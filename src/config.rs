//! Shared configuration for desktop and ESP32 builds.
//!
//! Uses `heapless::String` for `no_std` compatibility while remaining
//! ergonomic to use on desktop with `std`. Defaults carry the constants the
//! room devices ship with (`room1/` prefix, 5 s retry doubling to 60 s,
//! 20 ms slew tick, 10 minute inactivity stop).
//!
//! # Example
//!
//! ```rust
//! use room_fx::config::{Config, MqttConfig, SafetyConfig};
//!
//! // Use defaults
//! let config = Config::default();
//! assert_eq!(config.mqtt.base_prefix.as_str(), "room1/");
//!
//! // Or customize
//! let config = Config::default()
//!     .with_mqtt(MqttConfig::default().with_host("192.168.1.100").with_base_prefix("room2/"))
//!     .with_safety(SafetyConfig::default().with_inactivity_timeout_ms(0));
//! assert_eq!(config.mqtt.base_prefix.as_str(), "room2/");
//! ```

use heapless::String as HString;
use heapless::Vec as HVec;

use crate::traits::ChannelId;

/// Maximum length for short config strings (hostnames, client IDs)
pub const MAX_SHORT_STRING: usize = 64;

/// Maximum length for longer config strings (topics)
pub const MAX_LONG_STRING: usize = 128;

/// Longest SSID an 802.11 network can advertise, in bytes.
pub const MAX_SSID_LEN: usize = 32;

/// Maximum number of actuators a single device profile can carry.
pub const MAX_ACTUATORS: usize = 8;

/// Type alias for short config strings
pub type ShortString = HString<MAX_SHORT_STRING>;

/// Type alias for longer config strings
pub type LongString = HString<MAX_LONG_STRING>;

// ============================================================================
// Helpers for creating heapless strings
// ============================================================================

fn truncated<const N: usize>(s: &str) -> HString<N> {
    let mut hs = HString::new();
    let valid_end = s
        .char_indices()
        .take_while(|(i, c)| i + c.len_utf8() <= N)
        .last()
        .map(|(i, c)| i + c.len_utf8())
        .unwrap_or(0);
    let _ = hs.push_str(&s[..valid_end]);
    hs
}

/// Create a ShortString from a &str, truncating if too long
pub fn short_string(s: &str) -> ShortString {
    truncated(s)
}

/// Create a LongString from a &str, truncating if too long
pub fn long_string(s: &str) -> LongString {
    truncated(s)
}

// ============================================================================
// Main Config
// ============================================================================

/// Complete device configuration
#[derive(Clone, Debug, Default)]
#[cfg_attr(feature = "serde", derive(serde::Serialize, serde::Deserialize))]
pub struct Config {
    /// WiFi connection configuration
    pub wifi: WifiConfig,
    /// MQTT client configuration
    pub mqtt: MqttConfig,
    /// Retry and backoff policy
    pub connection: ConnectionConfig,
    /// Actuator motion tuning
    pub motion: MotionConfig,
    /// Inactivity and watchdog settings
    pub safety: SafetyConfig,
    /// Actuators present on this device
    pub device: DeviceProfile,
}

impl Config {
    /// Set WiFi configuration
    pub fn with_wifi(mut self, wifi: WifiConfig) -> Self {
        self.wifi = wifi;
        self
    }

    /// Set MQTT configuration
    pub fn with_mqtt(mut self, mqtt: MqttConfig) -> Self {
        self.mqtt = mqtt;
        self
    }

    /// Set connection retry configuration
    pub fn with_connection(mut self, connection: ConnectionConfig) -> Self {
        self.connection = connection;
        self
    }

    /// Set motion configuration
    pub fn with_motion(mut self, motion: MotionConfig) -> Self {
        self.motion = motion;
        self
    }

    /// Set safety configuration
    pub fn with_safety(mut self, safety: SafetyConfig) -> Self {
        self.safety = safety;
        self
    }

    /// Set the device profile
    pub fn with_device(mut self, device: DeviceProfile) -> Self {
        self.device = device;
        self
    }
}

// ============================================================================
// WiFi Config
// ============================================================================

/// WiFi connection configuration
#[derive(Clone, Debug)]
#[cfg_attr(feature = "serde", derive(serde::Serialize, serde::Deserialize))]
pub struct WifiConfig {
    /// WiFi network SSID
    pub ssid: ShortString,
    /// WiFi password
    pub password: ShortString,
    /// Upper bound on a single association attempt in milliseconds
    pub connect_timeout_ms: u32,
}

impl Default for WifiConfig {
    fn default() -> Self {
        Self {
            ssid: ShortString::new(),
            password: ShortString::new(),
            // 20 polls of 500 ms
            connect_timeout_ms: 10_000,
        }
    }
}

impl WifiConfig {
    /// Set the SSID
    pub fn with_ssid(mut self, ssid: &str) -> Self {
        self.ssid = short_string(ssid);
        self
    }

    /// Set the password
    pub fn with_password(mut self, password: &str) -> Self {
        self.password = short_string(password);
        self
    }

    /// Set the association timeout
    pub fn with_connect_timeout_ms(mut self, ms: u32) -> Self {
        self.connect_timeout_ms = ms;
        self
    }

    /// Check if WiFi credentials are configured
    ///
    /// An SSID longer than [`MAX_SSID_LEN`] bytes can never match a network
    /// and counts as not configured.
    pub fn is_configured(&self) -> bool {
        !self.ssid.is_empty() && self.ssid.len() <= MAX_SSID_LEN
    }
}

// ============================================================================
// MQTT Config
// ============================================================================

/// MQTT client configuration
#[derive(Clone, Debug)]
#[cfg_attr(feature = "serde", derive(serde::Serialize, serde::Deserialize))]
pub struct MqttConfig {
    /// Broker hostname or IP
    pub host: ShortString,
    /// Broker port
    pub port: u16,
    /// Client ID, also used in the liveness topic
    pub client_id: ShortString,
    /// Prefix prepended to every command topic, including its trailing `/`
    pub base_prefix: ShortString,
    /// Username for authentication (empty = no auth)
    pub username: ShortString,
    /// Password for authentication
    pub password: ShortString,
    /// Keep-alive interval in seconds
    pub keep_alive_secs: u16,
    /// Interval between retained `online` republishes in milliseconds
    pub status_interval_ms: u32,
}

impl Default for MqttConfig {
    fn default() -> Self {
        Self {
            host: short_string("localhost"),
            port: 1883,
            client_id: short_string("esp32_wifi_controller"),
            base_prefix: short_string("room1/"),
            username: ShortString::new(),
            password: ShortString::new(),
            keep_alive_secs: 15,
            status_interval_ms: 30_000,
        }
    }
}

impl MqttConfig {
    /// Set the broker host
    pub fn with_host(mut self, host: &str) -> Self {
        self.host = short_string(host);
        self
    }

    /// Set the broker port
    pub fn with_port(mut self, port: u16) -> Self {
        self.port = port;
        self
    }

    /// Set the client ID
    pub fn with_client_id(mut self, id: &str) -> Self {
        self.client_id = short_string(id);
        self
    }

    /// Set the command topic prefix (e.g. `"room1/"`)
    pub fn with_base_prefix(mut self, prefix: &str) -> Self {
        self.base_prefix = short_string(prefix);
        self
    }

    /// Set authentication credentials
    pub fn with_auth(mut self, username: &str, password: &str) -> Self {
        self.username = short_string(username);
        self.password = short_string(password);
        self
    }

    /// Set the keep-alive interval
    pub fn with_keep_alive_secs(mut self, secs: u16) -> Self {
        self.keep_alive_secs = secs;
        self
    }

    /// Set the status republish interval
    pub fn with_status_interval_ms(mut self, ms: u32) -> Self {
        self.status_interval_ms = ms;
        self
    }

    /// Liveness topic: `devices/<client_id>/status`
    pub fn status_topic(&self) -> LongString {
        let mut topic = LongString::new();
        let _ = topic.push_str("devices/");
        let _ = topic.push_str(self.client_id.as_str());
        let _ = topic.push_str("/status");
        topic
    }

    /// Check if authentication is configured
    pub fn has_auth(&self) -> bool {
        !self.username.is_empty()
    }
}

// ============================================================================
// Connection Config
// ============================================================================

/// Reconnect policy shared by the WiFi and broker links
#[derive(Clone, Debug)]
#[cfg_attr(feature = "serde", derive(serde::Serialize, serde::Deserialize))]
pub struct ConnectionConfig {
    /// Initial retry interval in milliseconds
    pub retry_base_ms: u32,
    /// Upper bound for the doubled retry interval
    pub retry_cap_ms: u32,
    /// Consecutive WiFi failures before the device restarts
    pub max_wifi_attempts: u8,
    /// Consecutive broker failures before the device restarts
    pub max_mqtt_attempts: u8,
    /// Interval between link summary log lines
    pub check_interval_ms: u32,
}

impl Default for ConnectionConfig {
    fn default() -> Self {
        Self {
            retry_base_ms: 5_000,
            retry_cap_ms: 60_000,
            max_wifi_attempts: 5,
            max_mqtt_attempts: 5,
            check_interval_ms: 10_000,
        }
    }
}

impl ConnectionConfig {
    /// Set the base retry interval and its cap
    pub fn with_retry(mut self, base_ms: u32, cap_ms: u32) -> Self {
        self.retry_base_ms = base_ms;
        self.retry_cap_ms = cap_ms.max(base_ms);
        self
    }

    /// Set the attempt caps for WiFi and broker
    pub fn with_max_attempts(mut self, wifi: u8, mqtt: u8) -> Self {
        self.max_wifi_attempts = wifi;
        self.max_mqtt_attempts = mqtt;
        self
    }

    /// Set the link summary interval
    pub fn with_check_interval_ms(mut self, ms: u32) -> Self {
        self.check_interval_ms = ms;
        self
    }
}

// ============================================================================
// Motion Config
// ============================================================================

/// Actuator motion tuning
#[derive(Clone, Debug)]
#[cfg_attr(feature = "serde", derive(serde::Serialize, serde::Deserialize))]
pub struct MotionConfig {
    /// Maximum speed change per tick without a ramp (percentage points)
    pub step: u8,
    /// Loop tick in milliseconds
    pub tick_ms: u32,
    /// Speed used by a bare `ON`
    pub default_speed: u8,
    /// PWM carrier frequency for bridge outputs
    pub pwm_frequency_hz: u32,
    /// PWM resolution in bits
    pub pwm_resolution_bits: u8,
}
^^^^^^^^^^^^^^^^
• [TO DO]:
Search the data above for the word "milliseconds" and show every line that has it.

• [ANSWER BOX]:
    /// Upper bound on a single association attempt in milliseconds
    /// Interval between retained `online` republishes in milliseconds
    /// Initial retry interval in milliseconds
    /// Loop tick in milliseconds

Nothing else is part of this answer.